Incremental updating for positional evaluation

sje · Post by **sje** » Thu Mar 27, 2008 11:28 pm

Many programs do not perform a full positional evaluation at nodes where the current material score and the A/B window suggest that the calculation probably won't make a difference. That's a big time saver although it can make mistakes.

One idea is to have incremental updating for positional evaluation after each move is made or unmade, just as is done with incremental bitboard database updating. This could save a large amount of time for complex positional evaluation code.

Consider: Say that the bulk of the positional evaluation code consists of scanning occupied squares and then summing the values produced for each piece of a given color on a square. For each piece/square evaluation, have the program generate and store a bitboard of all those squares that must retain their occupation status over a move for the generated evaluation value to remain valid. On the next call to the evaluator, the code can quickly check if a move affects the subscore by checking the from and to squares against the stored bitboard for the piece.
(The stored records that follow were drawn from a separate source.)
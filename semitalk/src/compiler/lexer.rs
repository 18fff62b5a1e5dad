//! Lexer for method source.
//!
//! | Syntax        | Token                                   |
//! |---------------|-----------------------------------------|
//! | `"…"`         | comment, skipped                        |
//! | `'it''s'`     | string, `''` is an embedded quote       |
//! | `$a`          | character                               |
//! | `#foo #at:put: #+ #'x y'` | symbol                      |
//! | `#(`          | start of a literal array                |
//! | `16r1F 3.25`  | radix integer, float                    |
//! | `at:`         | keyword                                 |

#[derive(Debug, Clone, PartialEq)]
pub enum TokenKind {
    Identifier(String),
    Keyword(String),
    Binary(String),
    Integer(i64),
    Float(f64),
    Character(u8),
    String(String),
    Symbol(String),
    ArrayStart,
    Assign,
    Caret,
    Colon,
    Period,
    Semicolon,
    LParen,
    RParen,
    LBracket,
    RBracket,
    Eof,
    Error(String),
}

#[derive(Debug, Clone, PartialEq)]
pub struct Token {
    pub kind: TokenKind,
    pub line: usize,
}

fn is_binary_char(c: u8) -> bool {
    matches!(
        c,
        b'+' | b'-' | b'*' | b'/' | b'\\' | b'<' | b'>' | b'=' | b'~' | b'@' | b'%' | b'&' | b'?' | b','
    )
}

pub struct Lexer<'a> {
    src: &'a [u8],
    pos: usize,
    line: usize,
}

impl<'a> Lexer<'a> {
    pub fn new(source: &'a str) -> Self {
        Self {
            src: source.as_bytes(),
            pos: 0,
            line: 1,
        }
    }

    fn peek(&self) -> Option<u8> {
        self.src.get(self.pos).copied()
    }

    fn peek_ahead(&self, n: usize) -> Option<u8> {
        self.src.get(self.pos + n).copied()
    }

    fn advance(&mut self) -> Option<u8> {
        let c = self.peek()?;
        self.pos += 1;
        if c == b'\n' {
            self.line += 1;
        }
        Some(c)
    }

    /// Skips whitespace and comments; reports an unterminated comment.
    fn skip_trivia(&mut self) -> Result<(), String> {
        loop {
            match self.peek() {
                Some(c) if c.is_ascii_whitespace() => {
                    self.advance();
                }
                Some(b'"') => {
                    self.advance();
                    loop {
                        match self.advance() {
                            Some(b'"') => break,
                            Some(_) => {}
                            None => return Err("unterminated comment".into()),
                        }
                    }
                }
                _ => return Ok(()),
            }
        }
    }

    fn lex_word(&mut self) -> String {
        let start = self.pos;
        while matches!(self.peek(), Some(c) if c.is_ascii_alphanumeric() || c == b'_') {
            self.advance();
        }
        String::from_utf8_lossy(&self.src[start..self.pos]).into_owned()
    }

    fn lex_identifier_or_keyword(&mut self) -> TokenKind {
        let word = self.lex_word();
        if self.peek() == Some(b':') && self.peek_ahead(1) != Some(b'=') {
            self.advance();
            TokenKind::Keyword(word + ":")
        } else {
            TokenKind::Identifier(word)
        }
    }

    fn lex_string_body(&mut self) -> Result<String, String> {
        let mut bytes = Vec::new();
        loop {
            match self.advance() {
                Some(b'\'') if self.peek() == Some(b'\'') => {
                    self.advance();
                    bytes.push(b'\'');
                }
                Some(b'\'') => break,
                Some(c) => bytes.push(c),
                None => return Err("unterminated string".into()),
            }
        }
        Ok(String::from_utf8_lossy(&bytes).into_owned())
    }

    fn lex_digits(&mut self, radix: u32) -> Option<i64> {
        let start = self.pos;
        while matches!(self.peek(), Some(c) if (c as char).is_digit(radix)) {
            self.advance();
        }
        let text = std::str::from_utf8(&self.src[start..self.pos]).ok()?;
        i64::from_str_radix(text, radix).ok()
    }

    fn lex_number(&mut self) -> TokenKind {
        let start = self.pos;
        let Some(value) = self.lex_digits(10) else {
            return TokenKind::Error("integer literal too large".into());
        };
        if self.peek() == Some(b'r') && matches!(self.peek_ahead(1), Some(c) if c.is_ascii_alphanumeric()) {
            let radix = value;
            if !(2..=36).contains(&radix) {
                return TokenKind::Error(format!("bad radix {radix}"));
            }
            self.advance();
            let digits_start = self.pos;
            while matches!(self.peek(), Some(c) if (c as char).is_digit(radix as u32)) {
                self.advance();
            }
            let text = String::from_utf8_lossy(&self.src[digits_start..self.pos]).to_ascii_lowercase();
            return match i64::from_str_radix(&text, radix as u32) {
                Ok(v) => TokenKind::Integer(v),
                Err(_) => TokenKind::Error(format!("bad radix {radix} literal")),
            };
        }
        if self.peek() == Some(b'.') && matches!(self.peek_ahead(1), Some(c) if c.is_ascii_digit()) {
            self.advance();
            while matches!(self.peek(), Some(c) if c.is_ascii_digit()) {
                self.advance();
            }
            let text = String::from_utf8_lossy(&self.src[start..self.pos]);
            return match text.parse::<f64>() {
                Ok(f) => TokenKind::Float(f),
                Err(_) => TokenKind::Error(format!("bad float {text}")),
            };
        }
        TokenKind::Integer(value)
    }

    fn lex_symbol(&mut self) -> TokenKind {
        match self.peek() {
            Some(b'(') => {
                self.advance();
                TokenKind::ArrayStart
            }
            Some(b'\'') => {
                self.advance();
                match self.lex_string_body() {
                    Ok(s) => TokenKind::Symbol(s),
                    Err(e) => TokenKind::Error(e),
                }
            }
            Some(c) if c.is_ascii_alphabetic() => {
                let mut name = self.lex_word();
                // keyword selectors: #at:put:
                while self.peek() == Some(b':') {
                    self.advance();
                    name.push(':');
                    if matches!(self.peek(), Some(c) if c.is_ascii_alphabetic()) {
                        name.push_str(&self.lex_word());
                    }
                }
                TokenKind::Symbol(name)
            }
            Some(c) if is_binary_char(c) || c == b'|' => {
                let start = self.pos;
                while matches!(self.peek(), Some(c) if is_binary_char(c) || c == b'|') {
                    self.advance();
                }
                TokenKind::Symbol(String::from_utf8_lossy(&self.src[start..self.pos]).into_owned())
            }
            _ => TokenKind::Error("bad symbol literal".into()),
        }
    }

    fn lex_binary(&mut self) -> TokenKind {
        let start = self.pos;
        self.advance();
        // `-` never continues an operator, so `x--1` is `x - -1`
        while matches!(self.peek(), Some(c) if is_binary_char(c) && c != b'-') {
            self.advance();
        }
        TokenKind::Binary(String::from_utf8_lossy(&self.src[start..self.pos]).into_owned())
    }

    pub fn next_token(&mut self) -> Token {
        if let Err(message) = self.skip_trivia() {
            return Token {
                kind: TokenKind::Error(message),
                line: self.line,
            };
        }
        let line = self.line;
        let Some(c) = self.peek() else {
            return Token {
                kind: TokenKind::Eof,
                line,
            };
        };
        let kind = match c {
            b'a'..=b'z' | b'A'..=b'Z' | b'_' => self.lex_identifier_or_keyword(),
            b'0'..=b'9' => self.lex_number(),
            b'\'' => {
                self.advance();
                match self.lex_string_body() {
                    Ok(s) => TokenKind::String(s),
                    Err(e) => TokenKind::Error(e),
                }
            }
            b'$' => {
                self.advance();
                match self.advance() {
                    Some(ch) => TokenKind::Character(ch),
                    None => TokenKind::Error("character literal at end of input".into()),
                }
            }
            b'#' => {
                self.advance();
                self.lex_symbol()
            }
            b':' => {
                self.advance();
                if self.peek() == Some(b'=') {
                    self.advance();
                    TokenKind::Assign
                } else {
                    TokenKind::Colon
                }
            }
            b'|' => {
                self.advance();
                TokenKind::Binary("|".into())
            }
            b'^' => {
                self.advance();
                TokenKind::Caret
            }
            b'.' => {
                self.advance();
                TokenKind::Period
            }
            b';' => {
                self.advance();
                TokenKind::Semicolon
            }
            b'(' => {
                self.advance();
                TokenKind::LParen
            }
            b')' => {
                self.advance();
                TokenKind::RParen
            }
            b'[' => {
                self.advance();
                TokenKind::LBracket
            }
            b']' => {
                self.advance();
                TokenKind::RBracket
            }
            c if is_binary_char(c) => self.lex_binary(),
            other => {
                self.advance();
                TokenKind::Error(format!("unexpected character {:?}", other as char))
            }
        };
        Token { kind, line }
    }

    /// All tokens up to and including `Eof`.
    pub fn tokenize(mut self) -> Vec<Token> {
        let mut tokens = Vec::new();
        loop {
            let token = self.next_token();
            let done = token.kind == TokenKind::Eof;
            tokens.push(token);
            if done {
                return tokens;
            }
        }
    }
}

#[cfg(test)]
mod tests {
    use super::*;

    fn kinds(src: &str) -> Vec<TokenKind> {
        Lexer::new(src).tokenize().into_iter().map(|t| t.kind).collect()
    }

    #[test]
    fn lex_keyword_message() {
        assert_eq!(
            kinds("a at: 1 put: $x"),
            vec![
                TokenKind::Identifier("a".into()),
                TokenKind::Keyword("at:".into()),
                TokenKind::Integer(1),
                TokenKind::Keyword("put:".into()),
                TokenKind::Character(b'x'),
                TokenKind::Eof,
            ]
        );
    }

    #[test]
    fn lex_assignment_is_not_keyword() {
        assert_eq!(
            kinds("x := 3"),
            vec![
                TokenKind::Identifier("x".into()),
                TokenKind::Assign,
                TokenKind::Integer(3),
                TokenKind::Eof,
            ]
        );
    }

    #[test]
    fn lex_literals() {
        assert_eq!(
            kinds("'it''s' #foo:bar: #+ 16rFF 2.5 #("),
            vec![
                TokenKind::String("it's".into()),
                TokenKind::Symbol("foo:bar:".into()),
                TokenKind::Symbol("+".into()),
                TokenKind::Integer(255),
                TokenKind::Float(2.5),
                TokenKind::ArrayStart,
                TokenKind::Eof,
            ]
        );
    }

    #[test]
    fn lex_binary_operators() {
        assert_eq!(
            kinds("a <= b \\\\ c--1"),
            vec![
                TokenKind::Identifier("a".into()),
                TokenKind::Binary("<=".into()),
                TokenKind::Identifier("b".into()),
                TokenKind::Binary("\\\\".into()),
                TokenKind::Identifier("c".into()),
                TokenKind::Binary("-".into()),
                TokenKind::Binary("-".into()),
                TokenKind::Integer(1),
                TokenKind::Eof,
            ]
        );
    }

    #[test]
    fn lex_comments_and_lines() {
        let tokens = Lexer::new("\"a comment\nspanning\" x\n  y").tokenize();
        assert_eq!(tokens[0].kind, TokenKind::Identifier("x".into()));
        assert_eq!(tokens[0].line, 2);
        assert_eq!(tokens[1].line, 3);
    }

    #[test]
    fn lex_unterminated_string() {
        assert!(matches!(kinds("'abc")[0], TokenKind::Error(_)));
    }
}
If there's no change, then the previously computed value for that piece can be simply retrieved instead of recalculated.

I'd guess that for most pieces, a good start on establishing the effect bitboard would be to or together the AttackFrom and AttackTo bitboards for the square and then add in the square itself.

Now the above scheme won't be worthwhile if the positional evaluation code is very simple. But it seems to me that the bitboard operations, assuming that the AttackFrom and AttackTo database is available, will be fast enough to pay off in the long run.

Harald Johnsen · Post by **Harald Johnsen** » Fri Mar 28, 2008 9:50 am

sje wrote:...
For each piece/square evaluation, have the program generate and store a bitboard of all those squares that must retain their occupation status over a move for the generated evaluation value to remain valid. On the next call to the evaluator, the code can quickly check if a move affects the subscore by checking the from and to squares against the stored bitboard for the piece. If there's no change, then the previously computed value for that piece can be simply retrieved instead of recalculated.

So one question is if the saving is worth it. For each move played you need to copy a few bitmaps (at least one per piece) and do one or more bitwise computations. It reminds me of the incremental updating of attack table.
Except that the position of one piece has more influence than just a delta in attacks. You still need to re-compute term that depend on pieces placement (king safety, passer pawns, etc).
I have the impression that too much depend on piece placement. Of course it should not be hard to compute some statistics.

HJ.

Guetti · Post by **Guetti** » Fri Mar 28, 2008 10:34 am

Currently with my engine I get the following results for the starting position:
Evals: 15181272
LazyEvals: 7771564 51.19% of Evals

50% of the evals are Lazy eval cutoffs, and only consider material and some essential evaluation terms that might win or lose the game. I guess in tactical position this percentage even increases to 80%. That means, in 80% of the positions you would incrementally update positional stuff that you are not gonna use. Wouldn't that make the incremental updates inefficient?
I have to mention however, I do some incremental updating of Piece square values because it is easy to do.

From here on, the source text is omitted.